PROMPT = Print every line below. Match each one exactly.
START RECORD EXTRACTS
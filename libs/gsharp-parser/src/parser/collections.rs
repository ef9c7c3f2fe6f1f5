//! # Sequence Parsing
//!
//! Parses `{ ... }` sequence literals.
//!
//! ## Forms
//!
//! - `{}`: empty
//! - `{1, 2, 3}`: explicit elements
//! - `{1 ... 5}` or `{1, ..., 5}`: continue up to a bound
//! - `{1 ...}`: unbounded, evaluated lazily

use super::Parser;
use crate::ast::{Ast, SequenceLiteral, SequenceTail};
use crate::error::ParseError;
use crate::lexer::TokenKind;

impl<'a> Parser<'a> {
    /// Parse a sequence literal, optionally named by an enclosing `name = `.
    ///
    /// ## Grammar
    ///
    /// ```text
    /// sequence = "{" "}"
    ///          | "{" expression ("," expression)* (","? "..." expression?)? "}"
    /// ```
    pub(super) fn parse_sequence(&mut self, name: Option<String>) -> Result<Ast, ParseError> {
        self.expect(TokenKind::LBrace)?;

        let mut elements = Vec::new();
        let mut tail = None;

        if !self.match_token(TokenKind::RBrace) {
            loop {
                elements.push(self.parse_expression()?);

                if self.match_token(TokenKind::Comma) && !self.check(TokenKind::Ellipsis) {
                    continue;
                }
                if self.match_token(TokenKind::Ellipsis) {
                    tail = Some(if self.check(TokenKind::RBrace) {
                        SequenceTail::Unbounded
                    } else {
                        SequenceTail::UpTo(Box::new(self.parse_expression()?))
                    });
                }
                self.expect(TokenKind::RBrace)?;
                break;
            }
        }

        Ok(Ast::Sequence(SequenceLiteral {
            elements,
            tail,
            name,
        }))
    }
}

// =============================================================================
// TESTS
// =============================================================================
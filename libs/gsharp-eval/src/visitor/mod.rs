//! # Evaluation Visitors
//!
//! Tree-walking evaluation of GSharp syntax trees.
//!
//! ## Module Structure
//!
//! - `expressions` - Literals, names, operators, conditionals, `let`, calls
//! - `declarations` - `const`, destructuring assignment, function declarations
//! - `sequences` - Sequence literals
//! - `figures` - Figure construction, `intersect`, `measure`
//! - `draw` - `draw` and the color stack
//!
//! ## Example
//!
//! ```rust
//! use gsharp_eval::context::Environment;
//! use gsharp_eval::value::Value;
//! use gsharp_eval::visitor::{evaluate, EvalResult};
//! use gsharp_parser::parse_program;
//!
//! let mut env = Environment::with_seed(1);
//! let program = parse_program("2 ^ 3 + 1").unwrap();
//! let result = evaluate(&mut env, &program[0].node).unwrap();
//! assert_eq!(result, EvalResult::Value(Value::Number(9.0)));
//! ```

pub mod declarations;
pub mod draw;
pub mod expressions;
pub mod figures;
pub mod sequences;

use crate::context::Environment;
use crate::draw::ToDraw;
use crate::error::EvalError;
use crate::value::Value;
use gsharp_parser::{Ast, Literal};

// =============================================================================
// EVALUATION RESULT
// =============================================================================

/// Outcome of evaluating one node.
#[derive(Debug, Clone, PartialEq)]
pub enum EvalResult {
    /// A scalar, figure or sequence.
    Value(Value),
    /// Descriptors emitted by `draw`.
    Draw(Vec<ToDraw>),
    /// Registry mutation with nothing to hand back.
    Unit,
}

impl EvalResult {
    /// Name of the result's shape, for error messages.
    pub fn describe(&self) -> &'static str {
        match self {
            Self::Value(value) => value.type_name(),
            Self::Draw(_) => "draw",
            Self::Unit => "declaration",
        }
    }
}

// =============================================================================
// DISPATCH
// =============================================================================

/// Evaluate a node against the environment.
///
/// This is the single dispatch point: every [`Ast`] variant is handled here.
///
/// ## Parameters
///
/// - `env`: Execution context of the current run
/// - `ast`: Node to evaluate
pub fn evaluate(env: &mut Environment, ast: &Ast) -> Result<EvalResult, EvalError> {
    match ast {
        Ast::Value(literal) => Ok(EvalResult::Value(literal_value(literal))),
        Ast::Identifier(name) => expressions::eval_identifier(env, name).map(EvalResult::Value),
        Ast::Binary { left, op, right } => {
            expressions::eval_binary(env, left, *op, right).map(EvalResult::Value)
        }
        Ast::If {
            condition,
            then_branch,
            else_branch,
        } => expressions::eval_if(env, condition, then_branch, else_branch),
        Ast::Let { name, value, body } => {
            let bindings = [(name.clone(), value.as_ref().clone())];
            expressions::eval_let(env, &bindings, body)
        }
        Ast::LetMulti { bindings, body } => expressions::eval_let(env, bindings, body),
        Ast::ConstDecl { names, value } | Ast::MultiAssign { names, value } => {
            declarations::eval_assignment(env, names, value)
        }
        Ast::FunctionDecl { name, params, body } => {
            declarations::eval_function_decl(env, name, params, body)
        }
        Ast::FunctionCall { name, args } => expressions::eval_function_call(env, name, args),
        Ast::PredefinedCall { name, args } => {
            expressions::eval_predefined_call(env, name, args).map(EvalResult::Value)
        }
        Ast::Measure { from, to } => figures::eval_measure(env, from, to).map(EvalResult::Value),
        Ast::Sequence(literal) => sequences::eval_sequence(env, literal),
        Ast::Intersect { first, second } => {
            figures::eval_intersect(env, first, second).map(EvalResult::Value)
        }
        Ast::Draw { target, label } => {
            draw::eval_draw(env, target, label.as_deref()).map(EvalResult::Draw)
        }
        Ast::ColorPush(name) => {
            env.push_color(name)?;
            Ok(EvalResult::Unit)
        }
        Ast::ColorPop => {
            env.pop_color();
            Ok(EvalResult::Unit)
        }
        Ast::Figure(decl) => figures::eval_figure(env, decl).map(|f| EvalResult::Value(f.into())),
        Ast::End => Ok(EvalResult::Unit),
    }
}

/// Evaluate a node that must produce a value.
///
/// Draws and declarations in value position are type errors.
pub fn eval_value(env: &mut Environment, ast: &Ast) -> Result<Value, EvalError> {
    match evaluate(env, ast)? {
        EvalResult::Value(value) => Ok(value),
        other => Err(EvalError::expected("value", other.describe())),
    }
}

fn literal_value(literal: &Literal) -> Value {
    match literal {
        Literal::Number(n) => Value::Number(*n),
        Literal::Str(s) => Value::Str(s.clone()),
        Literal::Bool(b) => Value::Bool(*b),
    }
}

// =============================================================================
// TESTS
// =============================================================================

#[cfg(test)]
mod tests {
    use super::*;
    use gsharp_parser::parse_program;

    fn eval(source: &str) -> Result<EvalResult, EvalError> {
        let mut env = Environment::with_seed(7);
        let mut last = EvalResult::Unit;
        for statement in parse_program(source).unwrap() {
            last = evaluate(&mut env, &statement.node)?;
        }
        Ok(last)
    }

    #[test]
    fn test_literals() {
        assert_eq!(eval("\"hi\"").unwrap(), EvalResult::Value(Value::Str("hi".into())));
        assert_eq!(eval("true").unwrap(), EvalResult::Value(Value::Bool(true)));
    }

    #[test]
    fn test_declaration_is_unit() {
        assert_eq!(eval("x = 2").unwrap(), EvalResult::Unit);
        assert_eq!(eval("color red").unwrap(), EvalResult::Unit);
        assert_eq!(eval("function f(a) => a").unwrap(), EvalResult::Unit);
    }

    #[test]
    fn test_draw_in_value_position() {
        let err = eval("1 + draw point(1, 1)").unwrap_err();
        assert!(matches!(err, EvalError::TypeError(_)));
    }

    #[test]
    fn test_draw_result() {
        match eval("draw point p(1, 2)").unwrap() {
            EvalResult::Draw(items) => assert_eq!(items.len(), 1),
            other => panic!("expected draw, got {:?}", other),
        }
    }
}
END RECORD EXTRACTS
RESULT =
filename libs/gsharp-parser/src/parser/collections.rs
repository ef9c7c3f2fe6f1f5
//! # Sequence Parsing
//!
//! Parses `{ ... }` sequence literals.
//!
//! ## Forms
//!
//! - `{}`: empty
//! - `{1, 2, 3}`: explicit elements
//! - `{1 ... 5}` or `{1, ..., 5}`: continue up to a bound
//! - `{1 ...}`: unbounded, evaluated lazily

use super::Parser;
use crate::ast::{Ast, SequenceLiteral, SequenceTail};
use crate::error::ParseError;
use crate::lexer::TokenKind;

impl<'a> Parser<'a> {
    /// Parse a sequence literal, optionally named by an enclosing `name = `.
    ///
    /// ## Grammar
    ///
    /// ```text
    /// sequence = "{" "}"
    ///          | "{" expression ("," expression)* (","? "..." expression?)? "}"
    /// ```
    pub(super) fn parse_sequence(&mut self, name: Option<String>) -> Result<Ast, ParseError> {
        self.expect(TokenKind::LBrace)?;

        let mut elements = Vec::new();
        let mut tail = None;

        if !self.match_token(TokenKind::RBrace) {
            loop {
                elements.push(self.parse_expression()?);

                if self.match_token(TokenKind::Comma) && !self.check(TokenKind::Ellipsis) {
                    continue;
                }
                if self.match_token(TokenKind::Ellipsis) {
                    tail = Some(if self.check(TokenKind::RBrace) {
                        SequenceTail::Unbounded
                    } else {
                        SequenceTail::UpTo(Box::new(self.parse_expression()?))
                    });
                }
                self.expect(TokenKind::RBrace)?;
                break;
            }
        }

        Ok(Ast::Sequence(SequenceLiteral {
            elements,
            tail,
            name,
        }))
    }
}

// =============================================================================
// TESTS
// =============================================================================
filename libs/gsharp-eval/src/visitor/mod.rs
//! # Evaluation Visitors
//!
//! Tree-walking evaluation of GSharp syntax trees.
//!
//! ## Module Structure
//!
//! - `expressions` - Literals, names, operators, conditionals, `let`, calls
//! - `declarations` - `const`, destructuring assignment, function declarations
//! - `sequences` - Sequence literals
//! - `figures` - Figure construction, `intersect`, `measure`
//! - `draw` - `draw` and the color stack
//!
//! ## Example
//!
//! ```rust
//! use gsharp_eval::context::Environment;
//! use gsharp_eval::value::Value;
//! use gsharp_eval::visitor::{evaluate, EvalResult};
//! use gsharp_parser::parse_program;
//!
//! let mut env = Environment::with_seed(1);
//! let program = parse_program("2 ^ 3 + 1").unwrap();
//! let result = evaluate(&mut env, &program[0].node).unwrap();
//! assert_eq!(result, EvalResult::Value(Value::Number(9.0)));
//! ```

pub mod declarations;
pub mod draw;
pub mod expressions;
pub mod figures;
pub mod sequences;

use crate::context::Environment;
use crate::draw::ToDraw;
use crate::error::EvalError;
use crate::value::Value;
use gsharp_parser::{Ast, Literal};

// =============================================================================
// EVALUATION RESULT
// =============================================================================

/// Outcome of evaluating one node.
#[derive(Debug, Clone, PartialEq)]
pub enum EvalResult {
    /// A scalar, figure or sequence.
    Value(Value),
    /// Descriptors emitted by `draw`.
    Draw(Vec<ToDraw>),
    /// Registry mutation with nothing to hand back.
    Unit,
}

impl EvalResult {
    /// Name of the result's shape, for error messages.
    pub fn describe(&self) -> &'static str {
        match self {
            Self::Value(value) => value.type_name(),
            Self::Draw(_) => "draw",
            Self::Unit => "declaration",
        }
    }
}

// =============================================================================
// DISPATCH
// =============================================================================

/// Evaluate a node against the environment.
///
/// This is the single dispatch point: every [`Ast`] variant is handled here.
///
/// ## Parameters
///
/// - `env`: Execution context of the current run
/// - `ast`: Node to evaluate
pub fn evaluate(env: &mut Environment, ast: &Ast) -> Result<EvalResult, EvalError> {
    match ast {
        Ast::Value(literal) => Ok(EvalResult::Value(literal_value(literal))),
        Ast::Identifier(name) => expressions::eval_identifier(env, name).map(EvalResult::Value),
        Ast::Binary { left, op, right } => {
            expressions::eval_binary(env, left, *op, right).map(EvalResult::Value)
        }
        Ast::If {
            condition,
            then_branch,
            else_branch,
        } => expressions::eval_if(env, condition, then_branch, else_branch),
        Ast::Let { name, value, body } => {
            let bindings = [(name.clone(), value.as_ref().clone())];
            expressions::eval_let(env, &bindings, body)
        }
        Ast::LetMulti { bindings, body } => expressions::eval_let(env, bindings, body),
        Ast::ConstDecl { names, value } | Ast::MultiAssign { names, value } => {
            declarations::eval_assignment(env, names, value)
        }
        Ast::FunctionDecl { name, params, body } => {
            declarations::eval_function_decl(env, name, params, body)
        }
        Ast::FunctionCall { name, args } => expressions::eval_function_call(env, name, args),
        Ast::PredefinedCall { name, args } => {
            expressions::eval_predefined_call(env, name, args).map(EvalResult::Value)
        }
        Ast::Measure { from, to } => figures::eval_measure(env, from, to).map(EvalResult::Value),
        Ast::Sequence(literal) => sequences::eval_sequence(env, literal),
        Ast::Intersect { first, second } => {
            figures::eval_intersect(env, first, second).map(EvalResult::Value)
        }
        Ast::Draw { target, label } => {
            draw::eval_draw(env, target, label.as_deref()).map(EvalResult::Draw)
        }
        Ast::ColorPush(name) => {
            env.push_color(name)?;
            Ok(EvalResult::Unit)
        }
        Ast::ColorPop => {
            env.pop_color();
            Ok(EvalResult::Unit)
        }
        Ast::Figure(decl) => figures::eval_figure(env, decl).map(|f| EvalResult::Value(f.into())),
        Ast::End => Ok(EvalResult::Unit),
    }
}

/// Evaluate a node that must produce a value.
///
/// Draws and declarations in value position are type errors.
pub fn eval_value(env: &mut Environment, ast: &Ast) -> Result<Value, EvalError> {
    match evaluate(env, ast)? {
        EvalResult::Value(value) => Ok(value),
        other => Err(EvalError::expected("value", other.describe())),
    }
}

fn literal_value(literal: &Literal) -> Value {
    match literal {
        Literal::Number(n) => Value::Number(*n),
        Literal::Str(s) => Value::Str(s.clone()),
        Literal::Bool(b) => Value::Bool(*b),
    }
}

// =============================================================================
// TESTS
// =============================================================================

#[cfg(test)]
mod tests {
    use super::*;
    use gsharp_parser::parse_program;

    fn eval(source: &str) -> Result<EvalResult, EvalError> {
        let mut env = Environment::with_seed(7);
        let mut last = EvalResult::Unit;
        for statement in parse_program(source).unwrap() {
            last = evaluate(&mut env, &statement.node)?;
        }
        Ok(last)
    }

    #[test]
    fn test_literals() {
        assert_eq!(eval("\"hi\"").unwrap(), EvalResult::Value(Value::Str("hi".into())));
        assert_eq!(eval("true").unwrap(), EvalResult::Value(Value::Bool(true)));
    }

    #[test]
    fn test_declaration_is_unit() {
        assert_eq!(eval("x = 2").unwrap(), EvalResult::Unit);
        assert_eq!(eval("color red").unwrap(), EvalResult::Unit);
        assert_eq!(eval("function f(a) => a").unwrap(), EvalResult::Unit);
    }

    #[test]
    fn test_draw_in_value_position() {
        let err = eval("1 + draw point(1, 1)").unwrap_err();
        assert!(matches!(err, EvalError::TypeError(_)));
    }

    #[test]
    fn test_draw_result() {
        match eval("draw point p(1, 2)").unwrap() {
            EvalResult::Draw(items) => assert_eq!(items.len(), 1),
            other => panic!("expected draw, got {:?}", other),
        }
    }
}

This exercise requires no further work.